▶ What you will do:
Here is a block of records. Copy every line in it that includes "load".

Collected data:
◇ ◇ ◇

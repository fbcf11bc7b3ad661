//! Cache Statistics Module
//!
//! Tracks cache performance metrics including hits, misses, and evictions.

use std::sync::atomic::{AtomicU64, Ordering};

use serde::Serialize;

// == Cache Stats ==
/// Point-in-time snapshot of cache metrics.
#[derive(Debug, Clone, Default, PartialEq, Serialize)]
pub struct CacheStats {
    /// Number of lookups that found their key
    pub hits: u64,
    /// Number of lookups that did not find their key
    pub misses: u64,
    /// Number of entries removed by capacity pressure, shrinking, or clear
    pub evictions: u64,
    /// Current number of entries in the cache
    pub total_entries: usize,
    /// Current capacity bound
    pub max_capacity: usize,
}

impl CacheStats {
    // == Hit Rate ==
    /// Calculates the cache hit rate.
    ///
    /// Returns hits / (hits + misses), or 0.0 if no requests have been made.
    pub fn hit_rate(&self) -> f64 {
        let total = self.hits + self.misses;
        if total == 0 {
            0.0
        } else {
            self.hits as f64 / total as f64
        }
    }
}

// == Stats Recorder ==
/// Lock-free counters shared by every thread using the cache.
#[derive(Debug, Default)]
pub(crate) struct StatsRecorder {
    hits: AtomicU64,
    misses: AtomicU64,
    evictions: AtomicU64,
}

impl StatsRecorder {
    pub fn record_hit(&self) {
        self.hits.fetch_add(1, Ordering::Relaxed);
    }

    pub fn record_miss(&self) {
        self.misses.fetch_add(1, Ordering::Relaxed);
    }

    pub fn record_evictions(&self, count: usize) {
        self.evictions.fetch_add(count as u64, Ordering::Relaxed);
    }

    // == Snapshot ==
    /// Builds a snapshot with the given size figures.
    pub fn snapshot(&self, total_entries: usize, max_capacity: usize) -> CacheStats {
        CacheStats {
            hits: self.hits.load(Ordering::Relaxed),
            misses: self.misses.load(Ordering::Relaxed),
            evictions: self.evictions.load(Ordering::Relaxed),
            total_entries,
            max_capacity,
        }
    }
}

// == Unit Tests ==
#[cfg(test)]
mod tests {
    use super::*;

    #[test]
    fn test_stats_default() {
        let stats = CacheStats::default();
        assert_eq!(stats.hits, 0);
        assert_eq!(stats.misses, 0);
        assert_eq!(stats.evictions, 0);
        assert_eq!(stats.total_entries, 0);
    }

    #[test]
    fn test_hit_rate_no_requests() {
        let stats = CacheStats::default();
        assert_eq!(stats.hit_rate(), 0.0);
    }

    #[test]
    fn test_hit_rate_mixed() {
        let recorder = StatsRecorder::default();
        recorder.record_hit();
        recorder.record_hit();
        recorder.record_hit();
        recorder.record_miss();
        assert_eq!(recorder.snapshot(0, 1).hit_rate(), 0.75);
    }

    #[test]
    fn test_record_evictions() {
        let recorder = StatsRecorder::default();
        recorder.record_evictions(2);
        recorder.record_evictions(0);
        recorder.record_evictions(3);

        let stats = recorder.snapshot(4, 10);
        assert_eq!(stats.evictions, 5);
        assert_eq!(stats.total_entries, 4);
        assert_eq!(stats.max_capacity, 10);
    }

    #[test]
    fn test_stats_serialize() {
        let stats = CacheStats {
            hits: 1,
            misses: 2,
            evictions: 3,
            total_entries: 4,
            max_capacity: 5,
        };
        let json = serde_json::to_value(&stats).unwrap();
        assert_eq!(json["hits"], 1);
        assert_eq!(json["evictions"], 3);
        assert_eq!(json["max_capacity"], 5);
    }
}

◇ ◇ ◇

▶ Result for this task:
            hits: self.hits.load(Ordering::Relaxed),
            misses: self.misses.load(Ordering::Relaxed),
            evictions: self.evictions.load(Ordering::Relaxed),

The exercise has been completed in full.